Mentre Amazon si riunisce per l’Assemblea annuale degli azionisti, le lavoratrici e i lavoratori della sua catena di fornitura protestano per le condizioni in cui sono costretti a vivere e a lavorare.
Ad oggi Amazon è il principale distributore di moda negli Stati Uniti e i suoi marchi si riforniscono attraverso una vasta rete di circa 1.400 fabbriche in tutto il mondo. Nonostante i profitti record accumulati durante la pandemia, come denunciato in un recente rapporto del Worker Rights Consortium, l’azienda si rifiuta di garantire che le lavoratrici e i lavoratori licenziati in questi mesi ricevano l’indennità che gli spetta.
Così come i magazzinieri e gli addetti alle consegne, le persone delle fabbriche più remote del sistema globale di sfruttamento di Amazon esigono quanto loro dovuto.
Le organizzazioni della campagna PayYourWorkers, insieme alla coalizione Make Amazon Pay, di cui fanno parte anche il sindacato globale UNI e il movimento Internazionale Progressista, hanno promosso per oggi una giornata di azione globale in loro sostegno: la richiesta per Amazon è di pagare subito tutte le lavoratrici e i lavoratori della sua catena di fornitura.
Tra questi, ad esempio, i lavoratori tessili sindacalizzati in Bangladesh della fabbrica Global Garments, fornitore del colosso americano. Ad ottobre ha chiuso i battenti lasciando a casa 1.200 persone senza retribuzione o indennità di licenziamento. “La chiusura della fabbrica ci ha portato via i mezzi per sopravvivere” racconta Rintu Barua, addetto al controllo qualità per oltre 20 anni. “Negli ultimi 6 mesi ho provato a cercare lavoro in molte fabbriche. Ma siccome sono stato anche un leader sindacale alla Global Garments, nessuno mi vuole assumere”.
Oppure le lavoratrici e lavoratori in Cambogia della Hulu Garment, una fabbrica chiusa temporaneamente nel marzo 2020 lasciando a casa 1.020 persone. Al termine del periodo di sospensione, i lavoratori sono stati richiamati per sottoscrivere con l’impronta digitale un documento che avrebbe dovuto garantire loro il salario finale. In realtà conteneva una clausola nascosta con cui di fatto si dimettevano volontariamente.

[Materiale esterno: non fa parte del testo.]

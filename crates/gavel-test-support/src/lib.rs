//! Shared test fakes and utilities for the Gavel pipeline.

mod bus;
mod clock;
mod repository;
mod source;

pub use bus::{RecordingAlertSink, RecordingBus};
pub use clock::{FixedClock, ManualClock};
pub use repository::{FailingSearchStore, InMemoryAuctionStore, InMemorySearchStore};
pub use source::ScriptedSource;
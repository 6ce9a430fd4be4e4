//! Field rules and mappings for the search projection.

pub mod mapping;
pub mod validation;
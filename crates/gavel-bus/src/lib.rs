//! Gavel Bus: durable queues between the auction and search services.
//!
//! Publishing goes through [`gavel_core::bus::MessageBus`]; receiving goes
//! through [`transport::QueueTransport`]. A [`consumer::QueueConsumer`] drives
//! one queue: it runs a bounded pool of handler tasks, retries failures per its
//! [`consumer::RetryPolicy`] and turns exhausted events into fault envelopes.

pub mod consumer;
pub mod in_memory;
pub mod postgres;
pub mod topology;
pub mod transport;
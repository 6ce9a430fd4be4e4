//! The authoritative auction record and its read port.

use async_trait::async_trait;
use chrono::{DateTime, Utc};
use serde::{Deserialize, Serialize};
use uuid::Uuid;

use crate::error::DomainError;

/// An auction as stored by the auction service.
#[derive(Debug, Clone, PartialEq, Eq, Serialize, Deserialize)]
pub struct AuctionRecord {
    /// Stable identifier.
    pub id: Uuid,
    /// Vehicle make.
    pub make: String,
    /// Vehicle model.
    pub model: String,
    /// Vehicle color.
    pub color: String,
    /// Odometer reading.
    pub mileage: i32,
    /// Model year.
    pub year: i32,
    /// Seller username.
    pub seller: String,
    /// Winner username, once known.
    pub winner: Option<String>,
    /// When bidding closes.
    pub auction_end: DateTime<Utc>,
    /// Creation timestamp.
    pub created_at: DateTime<Utc>,
    /// Last-modified timestamp; drives the reconciliation watermark.
    pub updated_at: DateTime<Utc>,
}

/// Read access to authoritative auctions.
#[async_trait]
pub trait AuctionRepository: Send + Sync {
    /// Loads one auction.
    async fn find(&self, id: Uuid) -> Result<Option<AuctionRecord>, DomainError>;

    /// Lists auctions updated strictly after `since` (all when `None`),
    /// ordered by make.
    async fn updated_since(
        &self,
        since: Option<DateTime<Utc>>,
    ) -> Result<Vec<AuctionRecord>, DomainError>;
}
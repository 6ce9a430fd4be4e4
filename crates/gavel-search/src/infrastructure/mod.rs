//! Adapters to the outside world.

pub mod auction_client;
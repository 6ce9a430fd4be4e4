//! Commands for the auction context.

use chrono::{DateTime, Utc};
use gavel_core::error::DomainError;
use serde::Deserialize;
use uuid::Uuid;

/// Command to open a new auction.
#[derive(Debug, Clone, Deserialize)]
#[serde(rename_all = "camelCase")]
pub struct CreateAuction {
    /// The correlation ID for tracing.
    #[serde(default = "Uuid::new_v4")]
    pub correlation_id: Uuid,
    /// Vehicle make.
    pub make: String,
    /// Vehicle model.
    pub model: String,
    /// Vehicle color.
    pub color: String,
    /// Odometer reading.
    pub mileage: i32,
    /// Model year.
    pub year: i32,
    /// Seller username.
    pub seller: String,
    /// When bidding closes.
    pub auction_end: DateTime<Utc>,
}

impl CreateAuction {
    /// Checks the fields the auction service itself insists on.
    ///
    /// # Errors
    ///
    /// Returns `DomainError::Validation` if the seller is blank.
    pub fn validate(&self) -> Result<(), DomainError> {
        if self.seller.trim().is_empty() {
            return Err(DomainError::Validation("seller must not be blank".into()));
        }
        Ok(())
    }
}

/// Command to change the mutable attributes of an auction. Absent fields keep
/// their current value.
#[derive(Debug, Clone, Default, Deserialize)]
#[serde(rename_all = "camelCase")]
pub struct UpdateAuction {
    /// The correlation ID for tracing.
    #[serde(default = "Uuid::new_v4")]
    pub correlation_id: Uuid,
    /// The auction to change; taken from the request path.
    #[serde(skip)]
    pub auction_id: Uuid,
    /// New vehicle make.
    pub make: Option<String>,
    /// New vehicle model.
    pub model: Option<String>,
    /// New vehicle color.
    pub color: Option<String>,
    /// New odometer reading.
    pub mileage: Option<i32>,
    /// New model year.
    pub year: Option<i32>,
}

impl UpdateAuction {
    /// Whether the command changes nothing.
    #[must_use]
    pub fn is_empty(&self) -> bool {
        self.make.is_none()
            && self.model.is_none()
            && self.color.is_none()
            && self.mileage.is_none()
            && self.year.is_none()
    }
}

/// Command to remove an auction.
#[derive(Debug, Clone)]
pub struct DeleteAuction {
    /// The correlation ID for tracing.
    pub correlation_id: Uuid,
    /// The auction to remove.
    pub auction_id: Uuid,
}
//! API round trips against the `PostgreSQL` stores.

mod common;

use std::sync::Arc;

use axum::http::StatusCode;
use gavel_api::routes;
use gavel_api::state::{AuctionState, SearchState};
use gavel_core::clock::SharedClock;
use gavel_core::outbox::OutboxStore;
use gavel_store::{PgAuctionStore, PgSearchStore};
use gavel_test_support::FixedClock;
use sqlx::PgPool;

use common::{create_body, get_json, now, send_json};

fn clock() -> SharedClock {
    Arc::new(FixedClock(now()))
}

fn auction_app(pool: PgPool) -> axum::Router {
    let store = Arc::new(PgAuctionStore::new(pool));
    routes::auction_app(AuctionState::new(clock(), store.clone(), store))
}

#[sqlx::test(migrations = "../../migrations")]
async fn test_create_then_get_round_trip(pool: PgPool) {
    let (status, created) = send_json(
        auction_app(pool.clone()),
        "POST",
        "/api/auctions",
        &create_body("Ford", "F150", "Black"),
    )
    .await;
    assert_eq!(status, StatusCode::CREATED);
    let id = created["id"].as_str().unwrap();

    let (status, json) = get_json(auction_app(pool.clone()), &format!("/api/auctions/{id}")).await;

    assert_eq!(status, StatusCode::OK);
    assert_eq!(json["model"], "F150");
    let pending = PgAuctionStore::new(pool).pending_entries(10).await.unwrap();
    assert_eq!(pending.len(), 1);
}

#[sqlx::test(migrations = "../../migrations")]
async fn test_records_endpoint_serves_snapshots(pool: PgPool) {
    send_json(
        auction_app(pool.clone()),
        "POST",
        "/api/auctions",
        &create_body("Ford", "F150", "Black"),
    )
    .await;

    let (status, json) = get_json(auction_app(pool.clone()), "/records").await;
    let (_, later) = get_json(auction_app(pool), "/records?updatedSince=2026-01-15T10:00:00Z").await;

    assert_eq!(status, StatusCode::OK);
    assert_eq!(json.as_array().unwrap().len(), 1);
    assert_eq!(json[0]["make"], "Ford");
    assert!(later.as_array().unwrap().is_empty());
}

#[sqlx::test(migrations = "../../migrations")]
async fn test_get_nonexistent_auction_returns_404(pool: PgPool) {
    let (status, json) = get_json(
        auction_app(pool),
        &format!("/api/auctions/{}", uuid::Uuid::new_v4()),
    )
    .await;

    assert_eq!(status, StatusCode::NOT_FOUND);
    assert_eq!(json["error"], "auction_not_found");
}

#[sqlx::test(migrations = "../../migrations")]
async fn test_search_over_empty_projection(pool: PgPool) {
    let store = Arc::new(PgSearchStore::new(pool));
    let app = routes::search_app(SearchState::new(clock(), store));

    let (status, json) = get_json(app, "/api/search").await;

    assert_eq!(status, StatusCode::OK);
    assert_eq!(json["totalCount"], 0);
    assert_eq!(json["pageCount"], 0);
}
//! Database schema.
//!
//! Tables (`auctions`, `outbox_entries`, `search_items`, `bus_messages`) are
//! created by the SQL files under `migrations/`, embedded here so each
//! service can bring its database up to date at startup.

use sqlx::migrate::Migrator;

/// Embedded migrations for every Gavel table.
pub static MIGRATOR: Migrator = sqlx::migrate!("../../migrations");
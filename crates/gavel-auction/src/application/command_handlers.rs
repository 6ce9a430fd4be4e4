//! Command handlers for the auction context.
//!
//! Each handler builds the post-mutation record and its event, then hands
//! both to `OutboxStore::record_mutation` so the change and the outbox entry
//! commit together.

use gavel_core::auction::{AuctionRecord, AuctionRepository};
use gavel_core::clock::Clock;
use gavel_core::error::DomainError;
use gavel_core::outbox::{OutboxStore, StateChange};
use tracing::{info, instrument};
use uuid::Uuid;

use crate::domain::commands::{CreateAuction, DeleteAuction, UpdateAuction};
use crate::domain::mapping;

/// Handles the `CreateAuction` command: inserts the auction and enqueues its
/// `Created` event.
///
/// # Errors
///
/// Returns `DomainError::Validation` if the command is rejected, or the
/// store's error if the transaction aborts.
#[instrument(skip(command, clock, store), fields(correlation_id = %command.correlation_id))]
pub async fn handle_create_auction(
    command: &CreateAuction,
    clock: &dyn Clock,
    store: &dyn OutboxStore,
) -> Result<AuctionRecord, DomainError> {
    command.validate()?;

    let record = mapping::new_record(command, Uuid::now_v7(), clock.now());
    let event = mapping::created_event(&record);
    let entry = store
        .record_mutation(StateChange::Insert(record.clone()), event, record.created_at)
        .await?;

    info!(auction_id = %record.id, sequence = entry.sequence, "auction created");
    Ok(record)
}

/// Handles the `UpdateAuction` command: merges the present fields into the
/// auction and enqueues an `Updated` event carrying them.
///
/// # Errors
///
/// Returns `DomainError::NotFound` if the auction does not exist, or the
/// store's error if the transaction aborts.
#[instrument(
    skip(command, clock, repo, store),
    fields(correlation_id = %command.correlation_id, auction_id = %command.auction_id)
)]
pub async fn handle_update_auction(
    command: &UpdateAuction,
    clock: &dyn Clock,
    repo: &dyn AuctionRepository,
    store: &dyn OutboxStore,
) -> Result<AuctionRecord, DomainError> {
    let current = repo
        .find(command.auction_id)
        .await?
        .ok_or(DomainError::NotFound(command.auction_id))?;
    if command.is_empty() {
        return Ok(current);
    }

    let record = mapping::updated_record(&current, command, clock.now());
    let event = mapping::updated_event(&record, command);
    let entry = store
        .record_mutation(
            StateChange::Update {
                record: record.clone(),
                expected_updated_at: current.updated_at,
            },
            event,
            record.updated_at,
        )
        .await?;

    info!(sequence = entry.sequence, "auction updated");
    Ok(record)
}

/// Handles the `DeleteAuction` command: removes the auction and enqueues its
/// `Deleted` event.
///
/// # Errors
///
/// Returns `DomainError::NotFound` if the auction does not exist, or the
/// store's error if the transaction aborts.
#[instrument(
    skip(command, clock, repo, store),
    fields(correlation_id = %command.correlation_id, auction_id = %command.auction_id)
)]
pub async fn handle_delete_auction(
    command: &DeleteAuction,
    clock: &dyn Clock,
    repo: &dyn AuctionRepository,
    store: &dyn OutboxStore,
) -> Result<(), DomainError> {
    if repo.find(command.auction_id).await?.is_none() {
        return Err(DomainError::NotFound(command.auction_id));
    }

    let entry = store
        .record_mutation(
            StateChange::Delete(command.auction_id),
            mapping::deleted_event(command.auction_id),
            clock.now(),
        )
        .await?;

    info!(sequence = entry.sequence, "auction deleted");
    Ok(())
}
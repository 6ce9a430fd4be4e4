//! Gavel: derived search context.
//!
//! Keeps a search projection of auctions eventually consistent with the
//! auction service: the dispatcher applies bus events idempotently, the
//! reconciler backfills from the auction service at startup, and the query
//! handler serves searches over the projection.

pub mod application;
pub mod domain;
pub mod infrastructure;
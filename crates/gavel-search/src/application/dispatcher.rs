//! Consumer dispatcher.
//!
//! Applies auction events to the search projection through a table of
//! per-kind handler functions registered at construction. Every handler is
//! idempotent: applying the same event twice leaves the projection as
//! applying it once did.

use std::collections::HashMap;
use std::future::Future;
use std::pin::Pin;
use std::sync::Arc;

use async_trait::async_trait;
use gavel_bus::consumer::MessageHandler;
use gavel_core::bus::BusMessage;
use gavel_core::derived::{DerivedStore, PatchOutcome};
use gavel_core::error::{ApplyError, HandlerError};
use gavel_core::event::{DomainEvent, EventKind};
use gavel_core::fault::FaultKind;
use tracing::{debug, instrument, warn};

use crate::domain::{mapping, validation};

/// What applying one event did to the projection.
#[derive(Debug, Clone, Copy, PartialEq, Eq)]
pub enum ApplyOutcome {
    /// A new record was inserted.
    Inserted,
    /// The record already existed; nothing changed.
    Duplicate,
    /// Fields were merged into an existing record.
    Updated,
    /// The record was removed.
    Deleted,
    /// The record the event refers to does not exist; nothing changed.
    Missing,
    /// The record already holds a later change; nothing changed.
    Stale,
}

type ApplyFuture<'a> = Pin<Box<dyn Future<Output = Result<ApplyOutcome, ApplyError>> + Send + 'a>>;

/// Handler registered for one event kind.
pub type ApplyFn = for<'a> fn(&'a dyn DerivedStore, &'a DomainEvent) -> ApplyFuture<'a>;

/// Routes events to their handler by kind.
pub struct Dispatcher {
    store: Arc<dyn DerivedStore>,
    handlers: HashMap<EventKind, ApplyFn>,
}

impl Dispatcher {
    /// Creates a dispatcher with a handler for every event kind.
    #[must_use]
    pub fn new(store: Arc<dyn DerivedStore>) -> Self {
        Self::with_handlers(
            store,
            [
                (EventKind::Created, apply_created as ApplyFn),
                (EventKind::Updated, apply_updated as ApplyFn),
                (EventKind::Deleted, apply_deleted as ApplyFn),
            ],
        )
    }

    /// Creates a dispatcher with exactly the given handlers.
    #[must_use]
    pub fn with_handlers(
        store: Arc<dyn DerivedStore>,
        handlers: impl IntoIterator<Item = (EventKind, ApplyFn)>,
    ) -> Self {
        Self {
            store,
            handlers: handlers.into_iter().collect(),
        }
    }

    /// Applies `event` to the projection.
    ///
    /// # Errors
    ///
    /// Returns `ApplyError::Unhandled` if no handler is registered for the
    /// event's kind, `ApplyError::InvalidField` if a field fails validation,
    /// or `ApplyError::Persistence` if the store fails.
    #[instrument(skip(self, event), fields(entity_id = %event.entity_id(), kind = %event.kind()))]
    pub async fn apply(&self, event: &DomainEvent) -> Result<ApplyOutcome, ApplyError> {
        let kind = event.kind();
        let handler = self.handlers.get(&kind).ok_or(ApplyError::Unhandled(kind))?;
        let outcome = handler(self.store.as_ref(), event).await?;
        debug!(?outcome, "event applied");
        Ok(outcome)
    }
}

fn apply_created<'a>(store: &'a dyn DerivedStore, event: &'a DomainEvent) -> ApplyFuture<'a> {
    Box::pin(async move {
        let DomainEvent::Created(created) = event else {
            return Err(ApplyError::Unhandled(event.kind()));
        };
        validation::check_created(created)?;

        let record = mapping::record_from_created(created);
        if store.insert_if_absent(&record).await? {
            return Ok(ApplyOutcome::Inserted);
        }
        if let Some(existing) = store.find(record.id).await? {
            if existing != record {
                warn!(
                    entity_id = %record.id,
                    "created event differs from existing record; existing record kept"
                );
            }
        }
        Ok(ApplyOutcome::Duplicate)
    })
}

fn apply_updated<'a>(store: &'a dyn DerivedStore, event: &'a DomainEvent) -> ApplyFuture<'a> {
    Box::pin(async move {
        let DomainEvent::Updated(updated) = event else {
            return Err(ApplyError::Unhandled(event.kind()));
        };
        validation::check_updated(updated)?;

        let patch = mapping::patch_from_updated(updated);
        match store.apply_patch(updated.id, &patch).await? {
            PatchOutcome::Applied => Ok(ApplyOutcome::Updated),
            PatchOutcome::Stale => {
                debug!(entity_id = %updated.id, "update older than stored record ignored");
                Ok(ApplyOutcome::Stale)
            }
            PatchOutcome::Missing => {
                debug!(entity_id = %updated.id, "update for unknown record ignored");
                Ok(ApplyOutcome::Missing)
            }
        }
    })
}

fn apply_deleted<'a>(store: &'a dyn DerivedStore, event: &'a DomainEvent) -> ApplyFuture<'a> {
    Box::pin(async move {
        let DomainEvent::Deleted(deleted) = event else {
            return Err(ApplyError::Unhandled(event.kind()));
        };
        if store.remove(deleted.id).await? {
            Ok(ApplyOutcome::Deleted)
        } else {
            Ok(ApplyOutcome::Missing)
        }
    })
}

#[async_trait]
impl MessageHandler for Dispatcher {
    fn name(&self) -> &'static str {
        "search-dispatcher"
    }

    async fn handle(&self, message: &BusMessage) -> Result<(), HandlerError> {
        match message {
            BusMessage::Event(event) => self.apply(event).await.map(|_| ()).map_err(Into::into),
            BusMessage::Fault(envelope) => Err(HandlerError::new(
                FaultKind::Unhandled,
                format!(
                    "dispatcher received a fault envelope for {}",
                    envelope.entity_id()
                ),
            )),
        }
    }
}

La Hulu Garment ha così trattenuto 3,6 milioni di dollari di indennità di licenziamento spettante a quei lavoratori.
Nel frattempo, mentre i lavoratori lottano per i propri salari non pagati, contro le attività antisindacali e le cattive condizioni di lavoro, nel 2020 grazie alla pandemia, i profitti netti di Amazon sono aumentati dell’84%, con un patrimonio netto di 314,9 miliardi di dollari.
La coalizione MakeAmazonPay ha programmato oltre 50 iniziative presso i siti Amazon in 10 paesi di 5 continenti: UK, Francia, Germania, Belgio, Lussemburgo, Olanda, Bangladesh, Svizzera, Australia e Stati Uniti.
“Amazon deve pagare tutti i suoi lavoratori e lavoratrici, ovunque risiedano e qualunque sia la loro mansione. È una questione di giustizia sociale che guarda a un nuovo modello di sviluppo che metta finalmente al centro la salute e il benessere delle persone che lavorano e non i profitti e la ricchezza di pochi” dichiara Deborah Lucchetti, coordinatrice della Campagna Abiti Puliti.
La campagna #PayYourWorkers, che riunisce 200 sindacati e organizzazioni della società civile di 35 diversi Paesi, chiede ai marchi di fornire immediato sollievo ai lavoratori dell’abbigliamento e di sottoscrivere impegni vincolanti per riformare il loro settore in rovina.
Tra i 200 aderenti troviamo Filcams-CGIL, che rappresenta i lavoratori del Commercio, Turismo e Servizi e le organizzazioni FAIR, Altraqualità, Fondazione Finanza Etica, Guardavanti onlus, Movimento Consumatori, Attac Italia, Coordinamento Nord Sud del mondo, Dress the change, Equo Garantito, Fairwatch, FOCSIV, IFE Italia, Lungotavolo45, Manitese, Spin Italy.